The goal is to emulate the bustle of the market square. Imagine if you are an AreaReader. You walk into a market square where many people are talking (AreaWriters). When you enter the area, you are guaranteed to hear every single message produced since you’ve entered into that area, which is the hearing range. That message will then be guaranteed to stay alive until such a time when you and all other people who have heard that message decides to forget it.

§Features

The goal of this crate is high-performance broadcast, but not at the expense of ergonomics or power. Here are some notable features:

Lock-free
Dynamic enter/exit of readers and writers
Readers-are-also-writers, and new readers are dirt cheap to create
Reader suspension so that readers who are momentarily away can avoid holding up the cleaning of old messages
Batched publishing for writers, and batched read for readers
In-place message writing through MaybeUninit; you can skip intermediate struct allocation
Any thread can clean-up old messages at any time, up to user in terms of where and when clean-up is done
CPU pre-fetching and cache-locality friendly structures
Ergonomic Rust-y RAII based API for ease-of-use
Maximum control and customization options with low-level control; bring-your-own-locks!
no_std and no_alloc support
small-gen feature to use AtomicU32s instead of AtomicU64s internally, and overflow handling
no-cache-pad feature to turn off cache-padding (align(4))
Even faster single-writer-multi-reader case by writing into atomics directly without CAS

§Usage

Add the following to your Cargo.toml file:

# with std
[dependencies]
market_square = "0.3"
 
# with no_std
[dependencies]
market_square = { version = "0.3", default-features = false, features = ["alloc"] }
 
# with no_alloc (see examples/no-alloc-static.rs for an example using static memory)
[dependencies]
market_square = { version = "0.3", default-features = false }

Usage is simple; you can create a new Area like so:

use market_square::area::area;
 
let (writer, mut reader) = area(buffer_capacity, reader_capacity);
 
// `buffer_capacity` is the message ring buffer's capacity, and `reader_capacity` is the maximum number of readers at any given moment, which needs to be a power-of-two.

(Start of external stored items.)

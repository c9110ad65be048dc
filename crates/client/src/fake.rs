//! In-memory [`MemorialBackend`] for store tests.
//!
//! Mirrors the server rules the stores rely on: newest-first ordering, one
//! active graveyard, lazy default graveyard, last-graveyard refusal.

use std::sync::atomic::{AtomicUsize, Ordering};
use std::sync::Mutex;

use async_trait::async_trait;
use chrono::Utc;
use gravekeeper_core::account::AccountDeletionStep;
use gravekeeper_core::theme::{graveyard_title, Theme};
use gravekeeper_core::types::DbId;

use crate::backend::MemorialBackend;
use crate::error::BackendError;
use crate::models::{
    CurrentUser, Deceased, DeceasedUpdate, DeletionReport, Graveyard, GraveyardUpdate, Identity,
    NewDeceased, NewGraveyard, Profile, ProfileUpdate,
};

#[derive(Default)]
struct FakeState {
    users: Vec<(Identity, String)>,
    profiles: Vec<Profile>,
    graveyards: Vec<Graveyard>,
    deceased: Vec<Deceased>,
    session: Option<DbId>,
    next_id: DbId,
    fail_status: Option<u16>,
    fail_step: Option<AccountDeletionStep>,
}

impl FakeState {
    fn next_id(&mut self) -> DbId {
        self.next_id += 1;
        self.next_id
    }

    fn user_id(&self) -> Result<DbId, BackendError> {
        self.session.ok_or(BackendError::NoSession)
    }

    fn provision_default(&mut self, user_id: DbId) {
        if self.graveyards.iter().any(|g| g.user_id == user_id) {
            return;
        }
        let profile = self.profiles.iter().find(|p| p.id == user_id);
        let theme = Theme::resolve(profile.and_then(|p| p.graveyard_theme.as_deref()));
        let name = graveyard_title(
            profile.and_then(|p| p.graveyard_name.as_deref()),
            Some(theme.id()),
        );
        let id = self.next_id();
        let now = Utc::now();
        self.graveyards.push(Graveyard {
            id,
            user_id,
            name,
            theme: theme.id().to_string(),
            is_active: true,
            created_at: now,
            updated_at: now,
        });
    }

    fn owned_graveyard(&mut self, id: DbId) -> Result<&mut Graveyard, BackendError> {
        let user_id = self.user_id()?;
        self.graveyards
            .iter_mut()
            .find(|g| g.id == id && g.user_id == user_id)
            .ok_or_else(|| api_error(404, "Graveyard not found"))
    }
}

fn api_error(status: u16, message: &str) -> BackendError {
    BackendError::Api {
        status,
        code: "FAKE".to_string(),
        message: message.to_string(),
        step: None,
    }
}

#[derive(Default)]
pub struct FakeBackend {
    state: Mutex<FakeState>,
    calls: AtomicUsize,
}

impl FakeBackend {
    /// A backend with one registered, signed-in user.
    pub fn signed_in(email: &str) -> Self {
        let backend = Self::default();
        {
            let mut state = backend.state.lock().unwrap();
            let id = state.next_id();
            state.users.push((
                Identity {
                    id,
                    email: email.to_string(),
                },
                "secret1".to_string(),
            ));
            state.profiles.push(Profile {
                id,
                email: email.to_string(),
                graveyard_name: None,
                graveyard_theme: None,
                created_at: Utc::now(),
            });
            state.session = Some(id);
        }
        backend
    }

    /// Number of backend calls made so far.
    pub fn calls(&self) -> usize {
        self.calls.load(Ordering::SeqCst)
    }

    /// Make the next call fail with `status`.
    pub fn fail_next(&self, status: u16) {
        self.state.lock().unwrap().fail_status = Some(status);
    }

    pub fn fail_deletion_at(&self, step: AccountDeletionStep) {
        self.state.lock().unwrap().fail_step = Some(step);
    }

    pub fn clear_active_flags(&self) {
        for graveyard in &mut self.state.lock().unwrap().graveyards {
            graveyard.is_active = false;
        }
    }

    fn enter(&self) -> Result<std::sync::MutexGuard<'_, FakeState>, BackendError> {
        self.calls.fetch_add(1, Ordering::SeqCst);
        let mut state = self.state.lock().unwrap();
        match state.fail_status.take() {
            Some(status) => Err(api_error(status, "injected failure")),
            None => Ok(state),
        }
    }
}

fn newest_first<T: Clone>(items: impl Iterator<Item = T>, id: impl Fn(&T) -> DbId) -> Vec<T> {
    let mut items: Vec<T> = items.collect();
    items.sort_by_key(|item| std::cmp::Reverse(id(item)));
    items
}

#[async_trait]
impl MemorialBackend for FakeBackend {
    async fn sign_up(
        &self,
        email: &str,
        password: &str,
        graveyard_name: Option<&str>,
    ) -> Result<Identity, BackendError> {
        let mut state = self.enter()?;
        if state.users.iter().any(|(u, _)| u.email == email) {
            return Err(api_error(409, "An account with this email already exists"));
        }
        let id = state.next_id();
        let identity = Identity {
            id,
            email: email.to_string(),
        };
        state.users.push((identity.clone(), password.to_string()));
        state.profiles.push(Profile {
            id,
            email: email.to_string(),
            graveyard_name: graveyard_name.map(str::to_string),
            graveyard_theme: None,
            created_at: Utc::now(),
        });
        state.session = Some(id);
        Ok(identity)
    }

    async fn sign_in(&self, email: &str, password: &str) -> Result<Identity, BackendError> {
        let mut state = self.enter()?;
        let identity = state
            .users
            .iter()
            .find(|(u, p)| u.email == email && p == password)
            .map(|(u, _)| u.clone())
            .ok_or_else(|| api_error(401, "Invalid email or password"))?;
        state.session = Some(identity.id);
        Ok(identity)
    }

    async fn sign_out(&self) -> Result<(), BackendError> {
        self.enter()?.session = None;
        Ok(())
    }

    async fn current_user(&self) -> Result<Option<CurrentUser>, BackendError> {
        let state = self.enter()?;
        let Some(user_id) = state.session else {
            return Ok(None);
        };
        let user = state
            .users
            .iter()
            .find(|(u, _)| u.id == user_id)
            .map(|(u, _)| u.clone())
            .ok_or_else(|| api_error(401, "Unknown user"))?;
        let profile = state.profiles.iter().find(|p| p.id == user_id).cloned();
        Ok(Some(CurrentUser { user, profile }))
    }

    async fn update_profile(&self, update: &ProfileUpdate) -> Result<Profile, BackendError> {
        let mut state = self.enter()?;
        let user_id = state.user_id()?;
        let profile = state
            .profiles
            .iter_mut()
            .find(|p| p.id == user_id)
            .ok_or_else(|| api_error(404, "Profile not found"))?;
        if let Some(name) = &update.graveyard_name {
            profile.graveyard_name = Some(name.clone());
        }
        if let Some(theme) = &update.graveyard_theme {
            profile.graveyard_theme = Some(theme.clone());
        }
        let profile = profile.clone();
        state.provision_default(user_id);
        Ok(profile)
    }

    async fn list_graveyards(&self) -> Result<Vec<Graveyard>, BackendError> {
        let mut state = self.enter()?;
        let user_id = state.user_id()?;
        state.provision_default(user_id);
        Ok(newest_first(
            state.graveyards.iter().filter(|g| g.user_id == user_id).cloned(),
            |g| g.id,
        ))
    }

    async fn create_graveyard(&self, input: &NewGraveyard) -> Result<Graveyard, BackendError> {
        let mut state = self.enter()?;
        let user_id = state.user_id()?;
        let id = state.next_id();
        let now = Utc::now();
        let graveyard = Graveyard {
            id,
            user_id,
            name: input.name.clone(),
            theme: input.theme.clone(),
            is_active: false,
            created_at: now,
            updated_at: now,
        };
        state.graveyards.push(graveyard.clone());
        Ok(graveyard)
    }

    async fn update_graveyard(
        &self,
        id: DbId,
        update: &GraveyardUpdate,
    ) -> Result<Graveyard, BackendError> {
        let mut state = self.enter()?;
        let graveyard = state.owned_graveyard(id)?;
        if let Some(name) = &update.name {
            graveyard.name = name.clone();
        }
        if let Some(theme) = &update.theme {
            graveyard.theme = theme.clone();
        }
        graveyard.updated_at = Utc::now();
        Ok(graveyard.clone())
    }

    async fn activate_graveyard(&self, id: DbId) -> Result<Graveyard, BackendError> {
        let mut state = self.enter()?;
        let user_id = state.user_id()?;
        state.owned_graveyard(id)?;
        for graveyard in state.graveyards.iter_mut().filter(|g| g.user_id == user_id) {
            graveyard.is_active = graveyard.id == id;
        }
        Ok(state.owned_graveyard(id)?.clone())
    }

    async fn delete_graveyard(&self, id: DbId) -> Result<(), BackendError> {
        let mut state = self.enter()?;
        let user_id = state.user_id()?;
        state.owned_graveyard(id)?;
        if state.graveyards.iter().filter(|g| g.user_id == user_id).count() <= 1 {
            return Err(api_error(409, "You must have at least one graveyard"));
        }
        state.graveyards.retain(|g| g.id != id);
        state.deceased.retain(|d| d.graveyard_id != id);
        Ok(())
    }

    async fn list_deceased(
        &self,
        graveyard_id: Option<DbId>,
    ) -> Result<Vec<Deceased>, BackendError> {
        let state = self.enter()?;
        let user_id = state.user_id()?;
        Ok(newest_first(
            state
                .deceased
                .iter()
                .filter(|d| d.user_id == user_id)
                .filter(|d| graveyard_id.map_or(true, |g| d.graveyard_id == g))
                .cloned(),
            |d| d.id,
        ))
    }

    async fn create_deceased(&self, input: &NewDeceased) -> Result<Deceased, BackendError> {
        let mut state = self.enter()?;
        let user_id = state.user_id()?;
        state.owned_graveyard(input.graveyard_id)?;
        let id = state.next_id();
        let now = Utc::now();
        let record = Deceased {
            id,
            user_id,
            graveyard_id: input.graveyard_id,
            name: input.name.clone(),
            birth_date: input.birth_date,
            death_date: input.death_date,
            epitaph: input.epitaph.clone(),
            notes: input.notes.clone(),
            tombstone_style: input.tombstone_style,
            position_x: input.position_x.unwrap_or_default(),
            position_y: input.position_y.unwrap_or_default(),
            created_at: now,
            updated_at: now,
        };
        state.deceased.push(record.clone());
        Ok(record)
    }

    async fn update_deceased(
        &self,
        id: DbId,
        update: &DeceasedUpdate,
    ) -> Result<Deceased, BackendError> {
        let mut state = self.enter()?;
        let user_id = state.user_id()?;
        let record = state
            .deceased
            .iter_mut()
            .find(|d| d.id == id && d.user_id == user_id)
            .ok_or_else(|| api_error(404, "Deceased not found"))?;
        if let Some(name) = &update.name {
            record.name = name.clone();
        }
        if let Some(birth_date) = update.birth_date {
            record.birth_date = birth_date;
        }
        if let Some(death_date) = update.death_date {
            record.death_date = death_date;
        }
        if let Some(epitaph) = &update.epitaph {
            record.epitaph = epitaph.clone();
        }
        if let Some(notes) = &update.notes {
            record.notes = notes.clone();
        }
        if let Some(style) = update.tombstone_style {
            record.tombstone_style = style;
        }
        if let Some(x) = update.position_x {
            record.position_x = x;
        }
        if let Some(y) = update.position_y {
            record.position_y = y;
        }
        record.updated_at = Utc::now();
        Ok(record.clone())
    }

    async fn delete_deceased(&self, id: DbId) -> Result<(), BackendError> {
        let mut state = self.enter()?;
        let user_id = state.user_id()?;
        let before = state.deceased.len();
        state.deceased.retain(|d| !(d.id == id && d.user_id == user_id));
        if state.deceased.len() == before {
            return Err(api_error(404, "Deceased not found"));
        }
        Ok(())
    }

    async fn delete_account(&self, confirmation: &str) -> Result<DeletionReport, BackendError> {
        let mut state = self.enter()?;
        let user_id = state.user_id()?;
        if confirmation != "DELETE" {
            return Err(api_error(400, "Type DELETE to confirm account deletion"));
        }
        if let Some(step) = state.fail_step.take() {
            return Err(BackendError::Api {
                status: 500,
                code: "ACCOUNT_DELETION_FAILED".to_string(),
                message: step.failure_message().to_string(),
                step: Some(step),
            });
        }

        let count = |before: usize, after: usize| (before - after) as u64;
        let mut report = DeletionReport::default();

        let before = state.deceased.len();
        state.deceased.retain(|d| d.user_id != user_id);
        report.memorials = count(before, state.deceased.len());

        let before = state.graveyards.len();
        state.graveyards.retain(|g| g.user_id != user_id);
        report.graveyards = count(before, state.graveyards.len());

        let before = state.profiles.len();
        state.profiles.retain(|p| p.id != user_id);
        report.profile = count(before, state.profiles.len());

        report.sessions = 1;
        state.session = None;

        let before = state.users.len();
        state.users.retain(|(u, _)| u.id != user_id);
        report.identity = count(before, state.users.len());

        Ok(report)
    }
}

Use reader.create_reader() to create more readers, and writer.create_writer() to create more writers (creating new readers is fallible if the reader capacity is exceeded).

For clean-up, try_cleanup_old_slots() must be used periodically somewhere!! The power of deciding where to clean-up is entirely in your hands. You can do it inside of the reader threads (which is recommended), or have a completely separate thread that does it (this can cause things to get stuck if you use spin-loops for getting writer slots and the clean-up thread is not scheduled by the OS), or in the writer threads if you wanted to (there’s a caveat to this which is noted in both examples). But you have to make sure it runs somewhere, because otherwise you will quickly run out of buffer slots for new messages.

Suspend readers with suspend(), and they will no longer maintain a claim to old messages and prevent clean-up.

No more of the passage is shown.